Quando Hamas vede gli israeliani reagire al ricatto sugli ostaggi protestando contro il proprio governo, quello che vede è un governo israeliano sotto pressione perché faccia ulteriori concessioni. Ciò non fa che spingere Hamas a irrigidire la propria posizione: rafforza la sua posizione negoziale, indebolisce quella di Israele e rende più difficile garantire il rilascio proprio delle persone che le proteste vorrebbero salvare, mettendo anzi in pericolo le loro vite. Più alto il “prezzo” che Hamas riesce a strappare per il rilascio di ostaggi, più questo incentiva i terroristi anti-israeliani (anche gruppi diversi da Hamas) a progettare altri sequestri di ostaggi.

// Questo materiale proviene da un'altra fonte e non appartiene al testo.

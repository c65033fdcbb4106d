//! Configuration loading and validation.

use serde::{Deserialize, Serialize};
use std::path::PathBuf;
use thiserror::Error;

/// Configuration errors.
#[derive(Debug, Error)]
pub enum ConfigError {
    #[error("Failed to read config file: {0}")]
    ReadError(#[from] std::io::Error),

    #[error("Failed to parse config: {0}")]
    ParseError(#[from] toml::de::Error),

    #[error("Invalid configuration: {0}")]
    ValidationError(String),
}

/// Server configuration.
#[derive(Debug, Clone, Serialize, Deserialize)]
pub struct ServerConfig {
    #[serde(default = "default_host")]
    pub host: String,

    #[serde(default = "default_port")]
    pub port: u16,
}

fn default_host() -> String {
    "127.0.0.1".to_string()
}

fn default_port() -> u16 {
    8080
}

impl Default for ServerConfig {
    fn default() -> Self {
        Self {
            host: default_host(),
            port: default_port(),
        }
    }
}

/// Main application configuration.
#[derive(Debug, Clone, Serialize, Deserialize)]
pub struct AppConfig {
    /// SQLite database file.
    #[serde(default = "default_database")]
    pub database: PathBuf,

    /// Directory holding the fixture JSON files.
    #[serde(default = "default_data_dir")]
    pub data_dir: PathBuf,

    #[serde(default = "default_log_level")]
    pub log_level: String,

    #[serde(default)]
    pub server: ServerConfig,
}

fn default_database() -> PathBuf {
    PathBuf::from("./scorebook.db")
}

fn default_data_dir() -> PathBuf {
    PathBuf::from("./data")
}

fn default_log_level() -> String {
    "info".to_string()
}

impl Default for AppConfig {
    fn default() -> Self {
        Self {
            database: default_database(),
            data_dir: default_data_dir(),
            log_level: default_log_level(),
            server: ServerConfig::default(),
        }
    }
}

impl AppConfig {
    /// Load configuration from a TOML file.
    pub fn from_file(path: &PathBuf) -> Result<Self, ConfigError> {
        let contents = std::fs::read_to_string(path)?;
        let config: AppConfig = toml::from_str(&contents)?;
        config.validate()?;
        Ok(config)
    }

    /// Validate the configuration.
    pub fn validate(&self) -> Result<(), ConfigError> {
        if self.server.port == 0 {
            return Err(ConfigError::ValidationError(
                "Server port must be greater than 0".to_string(),
            ));
        }

        if self.database.as_os_str().is_empty() {
            return Err(ConfigError::ValidationError(
                "Database path must not be empty".to_string(),
            ));
        }

        Ok(())
    }
}

#[cfg(test)]
mod tests {
    use super::*;

    #[test]
    fn test_default_config() {
        let config = AppConfig::default();

        assert_eq!(config.database, PathBuf::from("./scorebook.db"));
        assert_eq!(config.data_dir, PathBuf::from("./data"));
        assert_eq!(config.log_level, "info");
        assert_eq!(config.server.port, 8080);
    }

    #[test]
    fn test_config_validation_ok() {
        let config = AppConfig::default();
        assert!(config.validate().is_ok());
    }

    #[test]
    fn test_config_validation_bad_port() {
        let mut config = AppConfig::default();
        config.server.port = 0;

        assert!(config.validate().is_err());
    }

    #[test]
    fn test_config_partial_file_uses_defaults() {
        let parsed: AppConfig = toml::from_str("database = \"./other.db\"").unwrap();
        assert_eq!(parsed.database, PathBuf::from("./other.db"));
        assert_eq!(parsed.server.host, "127.0.0.1");
        assert_eq!(parsed.log_level, "info");
    }

    #[test]
    fn test_config_serialization() {
        let config = AppConfig::default();
        let toml_str = toml::to_string(&config).unwrap();

        // Should be parseable
        let parsed: AppConfig = toml::from_str(&toml_str).unwrap();
        assert_eq!(config.database, parsed.database);
    }
}
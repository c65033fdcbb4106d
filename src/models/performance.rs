use serde::Serialize;

/// A single batsman's line in an innings scorecard.
///
/// Unique per (innings, player). Counting stats default to zero;
/// `strike_rate` is NULL when the source never supplied one. Zero and
/// "not computed" are different facts.
#[derive(Debug, Clone, Serialize)]
pub struct BattingPerformance {
    pub id: i64,
    pub innings_id: i64,
    pub player_id: i64,
    pub runs: i64,
    pub balls_faced: i64,
    pub fours: i64,
    pub sixes: i64,
    pub strike_rate: Option<f64>,
    pub how_out: Option<String>,
    pub dismissal: Option<String>,
    pub position: i64,
    pub bowler_id: Option<i64>,
}

/// Insert payload for a batting performance upsert.
#[derive(Debug, Clone)]
pub struct NewBattingPerformance {
    pub innings_id: i64,
    pub player_id: i64,
    pub runs: i64,
    pub balls_faced: i64,
    pub fours: i64,
    pub sixes: i64,
    pub strike_rate: Option<f64>,
    pub how_out: Option<String>,
    pub dismissal: Option<String>,
    pub position: i64,
    pub bowler_id: Option<i64>,
}

/// A single bowler's line in an innings scorecard. Unique per
/// (innings, player); `economy` follows the same NULL convention as
/// `strike_rate`.
#[derive(Debug, Clone, Serialize)]
pub struct BowlingPerformance {
    pub id: i64,
    pub innings_id: i64,
    pub player_id: i64,
    pub overs: Option<String>,
    pub maidens: i64,
    pub runs_conceded: i64,
    pub wickets: i64,
    pub economy: Option<f64>,
    pub no_balls: i64,
    pub wides: i64,
    pub dot_balls: i64,
}

/// Insert payload for a bowling performance upsert.
#[derive(Debug, Clone)]
pub struct NewBowlingPerformance {
    pub innings_id: i64,
    pub player_id: i64,
    pub overs: Option<String>,
    pub maidens: i64,
    pub runs_conceded: i64,
    pub wickets: i64,
    pub economy: Option<f64>,
    pub no_balls: i64,
    pub wides: i64,
    pub dot_balls: i64,
}
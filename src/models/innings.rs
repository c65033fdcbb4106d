use serde::Serialize;

/// One team's batting turn within a match.
///
/// `total_runs`/`total_wickets` are split out of the combined
/// `"runs/wickets"` score notation at ingestion time. Counting fields
/// default to zero; `run_rate` stays NULL when the source never computed it.
#[derive(Debug, Clone, Serialize)]
pub struct Innings {
    pub id: i64,
    pub iid: i64,
    pub match_id: i64,
    pub innings_number: i64,
    pub name: Option<String>,
    pub short_name: Option<String>,
    pub status: Option<String>,
    pub total_runs: i64,
    pub total_wickets: i64,
    pub total_overs: Option<String>,
    pub run_rate: Option<f64>,
    pub target: Option<i64>,
    pub extras_byes: i64,
    pub extras_legbyes: i64,
    pub extras_wides: i64,
    pub extras_noballs: i64,
    pub extras_total: i64,
    pub batting_team_id: Option<i64>,
    pub fielding_team_id: Option<i64>,
}

/// Insert payload for an innings upsert.
#[derive(Debug, Clone)]
pub struct NewInnings {
    pub iid: i64,
    pub match_id: i64,
    pub innings_number: i64,
    pub name: Option<String>,
    pub short_name: Option<String>,
    pub status: Option<String>,
    pub total_runs: i64,
    pub total_wickets: i64,
    pub total_overs: Option<String>,
    pub run_rate: Option<f64>,
    pub target: Option<i64>,
    pub extras_byes: i64,
    pub extras_legbyes: i64,
    pub extras_wides: i64,
    pub extras_noballs: i64,
    pub extras_total: i64,
    pub batting_team_id: Option<i64>,
    pub fielding_team_id: Option<i64>,
}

Un’immagine della marcia di novembre da Tel Aviv fino all’ufficio del primo ministro, a Gerusalemme, di manifestanti israeliani che chiedono al loro governo di portare a casa gli ostaggi deportati da Hamas a Gaza

Chi merita d’essere contestato?
Il Segretario Generale dell’Onu Antonio Guterres ha detto che gli eventi del 7 ottobre “non sono nati dal niente” (intendendo che sono colpa di Israele). Il 7 ottobre Hamas ha perpetrato un’ecatombe indicibile, eppure la relatrice speciale dell’Onu Francesca Albanese, parlando il 14 novembre al National Press Club of Australia mentre Hamas teneva in ostaggio circa 240 persone, ha detto che “Israele non può rivendicare il diritto di legittima difesa contro una minaccia proveniente da un territorio che occupa”. In realtà Israele non è più presente a Gaza dal 2005. Ma siccome Hamas, il gruppo terroristico che controlla la striscia, è votato alla distruzione di Israele, rifiuta di deporre le armi e rifiuta il diritto di Israele ad esistere, era necessario che Israele impedisse il libero ingresso a Gaza di armi e altri equipaggiamenti utilizzati dai terroristi per attaccare Israele.

I dimostranti per gli ostaggi hanno chiesto che alti rappresentanti del governo dedicassero più tempo a incontri con i famigliari delle persone prigioniere a Gaza. Ma non è più importante che i governanti dedichino tutto il loro tempo all’effettiva dimensione militare e diplomatica della guerra, e ai negoziati indiretti con Hamas? Non abbiamo bisogno di incontri e strette di mano davanti alle telecamere, abbiamo bisogno di ostaggi liberati.

Prima del 7 ottobre protestare contro Netanyahu era un dovere civico. E’ sotto processo. Anche indipendentemente dagli esiti giudiziari, è inappropriato che un uomo incriminato per corruzione e manipolazione dei mezzi di informazione ricopra la carica di primo ministro. Ci sono altri in grado di guidare il paese senza queste ombre.

Ma nulla di tutto ciò ha a che fare con la questione del momento. Con tutto il rispetto per i temi che dividono la società israeliana, questo è un momento di crisi che richiede unità e impegno comune, non divisioni e accuse reciproche. Coloro che protestano contro le persone che stanno cercando di ottenere il rilascio degli ostaggi minano la propria stessa causa e mettono in pericolo vite umane, mentre potrebbero benissimo manifestare davanti alle sedi delle Nazioni Unite a sostegno dello sforzo israeliano.